> WORK TO COMPLETE: Of all the lines in the entries below, give again exactly those starting at the line containing "use thiserror::Error;" and ending at the line containing "byte is partial.", both ends included, and no others.

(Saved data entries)
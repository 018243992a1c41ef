//! Ordinary cells and a bit-level builder

use std::sync::Arc;

use sha2::{Digest, Sha256};
use thiserror::Error;

pub const MAX_CELL_BITS: usize = 1023;
pub const MAX_CELL_REFS: usize = 4;

#[derive(Error, Debug, Clone, PartialEq, Eq)]
pub enum CellError {
    #[error("cell overflow: {requested} bits requested, {available} available")]
    BitOverflow { requested: usize, available: usize },
    #[error("cell already holds 4 references")]
    RefOverflow,
    #[error("cannot store {0} bits from a u64")]
    InvalidWidth(usize),
}

/// An immutable ordinary cell: up to 1023 data bits and 4 child references
#[derive(Debug, Clone, PartialEq, Eq)]
pub struct Cell {
    data: Vec<u8>,
    bit_len: usize,
    references: Vec<Arc<Cell>>,
}

impl Cell {
    pub fn bit_len(&self) -> usize {
        self.bit_len
    }

    /// Raw data bytes; bits past `bit_len` in the last byte are zero.
    pub fn data(&self) -> &[u8] {
        &self.data
    }

    pub fn references(&self) -> &[Arc<Cell>] {
        &self.references
    }

    /// The two descriptor bytes `d1` (reference count) and `d2` (data length).
    pub fn descriptors(&self) -> [u8; 2] {
        let d1 = self.references.len() as u8;
        let d2 = (self.bit_len / 8 + self.bit_len.div_ceil(8)) as u8;
        [d1, d2]
    }

    /// Data bytes with the completion tag appended when the last byte is partial.
    pub fn augmented_data(&self) -> Vec<u8> {
        let mut out = self.data.clone();
        let rem = self.bit_len % 8;
        if rem != 0 {
            if let Some(last) = out.last_mut() {
                *last |= 0x80 >> rem;
            }
        }
        out
    }

    pub fn depth(&self) -> u16 {
        self.references
            .iter()
            .map(|r| r.depth() + 1)
            .max()
            .unwrap_or(0)
    }

    /// Representation hash
    pub fn hash(&self) -> [u8; 32] {
        let mut hasher = Sha256::new();
        hasher.update(self.descriptors());
        hasher.update(self.augmented_data());
        for r in &self.references {
            hasher.update(r.depth().to_be_bytes());
        }
        for r in &self.references {
            hasher.update(r.hash());
        }
        hasher.finalize().into()
    }
}

/// Incremental cell builder
#[derive(Debug, Clone, Default)]
pub struct CellBuilder {
    data: Vec<u8>,
    bit_len: usize,
    references: Vec<Arc<Cell>>,
}

impl CellBuilder {
    pub fn new() -> Self {
        Self::default()
    }

    pub fn bits_left(&self) -> usize {
        MAX_CELL_BITS - self.bit_len
    }

    fn reserve(&self, bits: usize) -> Result<(), CellError> {
        if bits > self.bits_left() {
            return Err(CellError::BitOverflow {
                requested: bits,
                available: self.bits_left(),
            });
        }
        Ok(())
    }

    fn push_bit(&mut self, bit: bool) {
        if self.bit_len % 8 == 0 {
            self.data.push(0);
        }
        if bit {
            let idx = self.bit_len / 8;
            self.data[idx] |= 0x80 >> (self.bit_len % 8);
        }
        self.bit_len += 1;
    }

    /// Store the low `width` bits of `value`, most significant first.
    pub fn store_bits(&mut self, value: u64, width: usize) -> Result<&mut Self, CellError> {
        if width > 64 {
            return Err(CellError::InvalidWidth(width));
        }
        self.reserve(width)?;
        for i in (0..width).rev() {
            self.push_bit((value >> i) & 1 == 1);
        }
        Ok(self)
    }

    /// Two's complement signed byte
    pub fn store_i8(&mut self, value: i8) -> Result<&mut Self, CellError> {
        self.store_bits(value as u8 as u64, 8)
    }

    pub fn store_bytes(&mut self, bytes: &[u8]) -> Result<&mut Self, CellError> {
        self.reserve(bytes.len() * 8)?;
        if self.bit_len % 8 == 0 {
            self.data.extend_from_slice(bytes);
            self.bit_len += bytes.len() * 8;
        } else {
            for &byte in bytes {
                for i in (0..8).rev() {
                    self.push_bit((byte >> i) & 1 == 1);
                }
            }
        }
        Ok(self)
    }

    pub fn store_reference(&mut self, cell: Arc<Cell>) -> Result<&mut Self, CellError> {
        if self.references.len() >= MAX_CELL_REFS {
            return Err(CellError::RefOverflow);
        }
        self.references.push(cell);
        Ok(self)
    }

    pub fn build(&self) -> Cell {
        Cell {
            data: self.data.clone(),
            bit_len: self.bit_len,
            references: self.references.clone(),
        }
    }
}

#[cfg(test)]
mod tests {
    use super::*;

    #[test]
    fn test_unaligned_bits() {
        let mut b = CellBuilder::new();
        b.store_bits(0x44, 7).unwrap().store_i8(-1).unwrap();
        let cell = b.build();
        assert_eq!(cell.bit_len(), 15);
        // 1000100 11111111 -> 10001001 1111111(0)
        assert_eq!(cell.data(), &[0x89, 0xFE]);
        assert_eq!(cell.augmented_data(), vec![0x89, 0xFF]);
        assert_eq!(cell.descriptors(), [0, 3]);
    }

    #[test]
    fn test_aligned_bytes() {
        let mut b = CellBuilder::new();
        b.store_bytes(&[0xAB; 121]).unwrap();
        let cell = b.build();
        assert_eq!(cell.bit_len(), 968);
        assert_eq!(cell.descriptors(), [0x00, 0xF2]);
        assert_eq!(cell.augmented_data(), vec![0xAB; 121]);
    }

    #[test]
    fn test_overflow() {
        let mut b = CellBuilder::new();
        b.store_bytes(&[0u8; 127]).unwrap();
        b.store_bits(0, 7).unwrap();
        assert_eq!(
            b.store_bits(0, 1).unwrap_err(),
            CellError::BitOverflow {
                requested: 1,
                available: 0
            }
        );
        assert_eq!(b.store_bits(0, 65).unwrap_err(), CellError::InvalidWidth(65));
    }

    #[test]
    fn test_reference_limit_and_depth() {
        let leaf = Arc::new(CellBuilder::new().build());
        let mut b = CellBuilder::new();
        for _ in 0..MAX_CELL_REFS {
            b.store_reference(leaf.clone()).unwrap();
        }
        assert_eq!(b.store_reference(leaf.clone()).unwrap_err(), CellError::RefOverflow);

        let mid = Arc::new(b.build());
        let mut top = CellBuilder::new();
        top.store_reference(mid).unwrap();
        assert_eq!(top.build().depth(), 2);
        assert_eq!(leaf.depth(), 0);
    }

    #[test]
    fn test_empty_cell_hash() {
        let cell = CellBuilder::new().build();
        assert_eq!(
            hex::encode(cell.hash()),
            "96a296d224f285c67bee93c30f8a309157f0daa35dc5b87e410b78630a09cfc7"
        );
    }
}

> OUTPUT FOR THIS EXERCISE:
use thiserror::Error;

pub const MAX_CELL_BITS: usize = 1023;
pub const MAX_CELL_REFS: usize = 4;

#[derive(Error, Debug, Clone, PartialEq, Eq)]
pub enum CellError {
    #[error("cell overflow: {requested} bits requested, {available} available")]
    BitOverflow { requested: usize, available: usize },
    #[error("cell already holds 4 references")]
    RefOverflow,
    #[error("cannot store {0} bits from a u64")]
    InvalidWidth(usize),
}

/// An immutable ordinary cell: up to 1023 data bits and 4 child references
#[derive(Debug, Clone, PartialEq, Eq)]
pub struct Cell {
    data: Vec<u8>,
    bit_len: usize,
    references: Vec<Arc<Cell>>,
}

impl Cell {
    pub fn bit_len(&self) -> usize {
        self.bit_len
    }

    /// Raw data bytes; bits past `bit_len` in the last byte are zero.
    pub fn data(&self) -> &[u8] {
        &self.data
    }

    pub fn references(&self) -> &[Arc<Cell>] {
        &self.references
    }

    /// The two descriptor bytes `d1` (reference count) and `d2` (data length).
    pub fn descriptors(&self) -> [u8; 2] {
        let d1 = self.references.len() as u8;
        let d2 = (self.bit_len / 8 + self.bit_len.div_ceil(8)) as u8;
        [d1, d2]
    }

    /// Data bytes with the completion tag appended when the last byte is partial.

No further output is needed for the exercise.